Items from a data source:
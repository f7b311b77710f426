//! `{portalUser.field}`: the enrollee's per-portal registration, reached
//! through the shared profile.

use std::collections::BTreeMap;

use crate::error::ParseError;
use crate::sql::{JoinClause, SelectClause, SqlFragment};
use crate::store::{EnrolleeSearchContext, ParticipantStore};
use crate::terms::to_snake_case;
use crate::value::{SearchValue, SearchValueType, SearchValueTypeDefinition};

const ALIAS: &str = "portal_participant_user";

#[derive(Debug, Clone, PartialEq, Eq)]
pub struct PortalUserTerm {
    field: String,
}

impl PortalUserTerm {
    pub fn new(field: &str) -> Result<Self, ParseError> {
        if !fields().contains_key(field) {
            return Err(ParseError::UnknownField {
                term: "portalUser".to_string(),
                field: field.to_string(),
            });
        }
        Ok(PortalUserTerm {
            field: field.to_string(),
        })
    }

    pub(crate) fn extract(
        &self,
        context: &EnrolleeSearchContext,
        store: &dyn ParticipantStore,
    ) -> SearchValue {
        let portal_user = match store.find_portal_user(context.enrollee.profile_id) {
            Some(found) => found,
            None => return SearchValue::Absent,
        };
        match self.field.as_str() {
            "createdAt" => SearchValue::Instant(portal_user.created_at),
            "lastLogin" => portal_user
                .last_login
                .map(SearchValue::Instant)
                .unwrap_or(SearchValue::Absent),
            _ => SearchValue::Absent,
        }
    }

    pub(crate) fn join_clauses(&self) -> Vec<JoinClause> {
        vec![JoinClause::left(
            "portal_participant_user",
            ALIAS,
            SqlFragment::new(format!("{ALIAS}.profile_id = enrollee.profile_id")),
        )]
    }

    pub(crate) fn select_clauses(&self) -> Vec<SelectClause> {
        vec![SelectClause::new("portal_participant_user", ALIAS)]
    }

    pub(crate) fn term_clause(&self) -> String {
        format!("{}.{}", ALIAS, to_snake_case(&self.field))
    }

    pub(crate) fn value_type(&self) -> SearchValueTypeDefinition {
        fields().remove(self.field.as_str()).unwrap_or_default()
    }
}

pub(crate) fn fields() -> BTreeMap<&'static str, SearchValueTypeDefinition> {
    BTreeMap::from([
        (
            "createdAt",
            SearchValueTypeDefinition::of(SearchValueType::Instant),
        ),
        (
            "lastLogin",
            SearchValueTypeDefinition::of(SearchValueType::Instant),
        ),
    ])
}

#[cfg(test)]
mod tests {
    use super::*;

    #[test]
    fn joins_on_the_shared_profile() {
        let term = PortalUserTerm::new("lastLogin").unwrap();
        let joins = term.join_clauses();
        assert_eq!(joins.len(), 1);
        assert_eq!(
            joins[0].on.sql,
            "portal_participant_user.profile_id = enrollee.profile_id"
        );
        assert_eq!(term.term_clause(), "portal_participant_user.last_login");
    }

    #[test]
    fn unknown_field_is_rejected() {
        assert!(PortalUserTerm::new("username").is_err());
    }
}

§ TASK OBJECTIVE:
Where does "SqlFragment" appear in the records above? Copy each line that holds it.

§ TASK ANSWER:
use crate::sql::{JoinClause, SelectClause, SqlFragment};
            SqlFragment::new(format!("{ALIAS}.profile_id = enrollee.profile_id")),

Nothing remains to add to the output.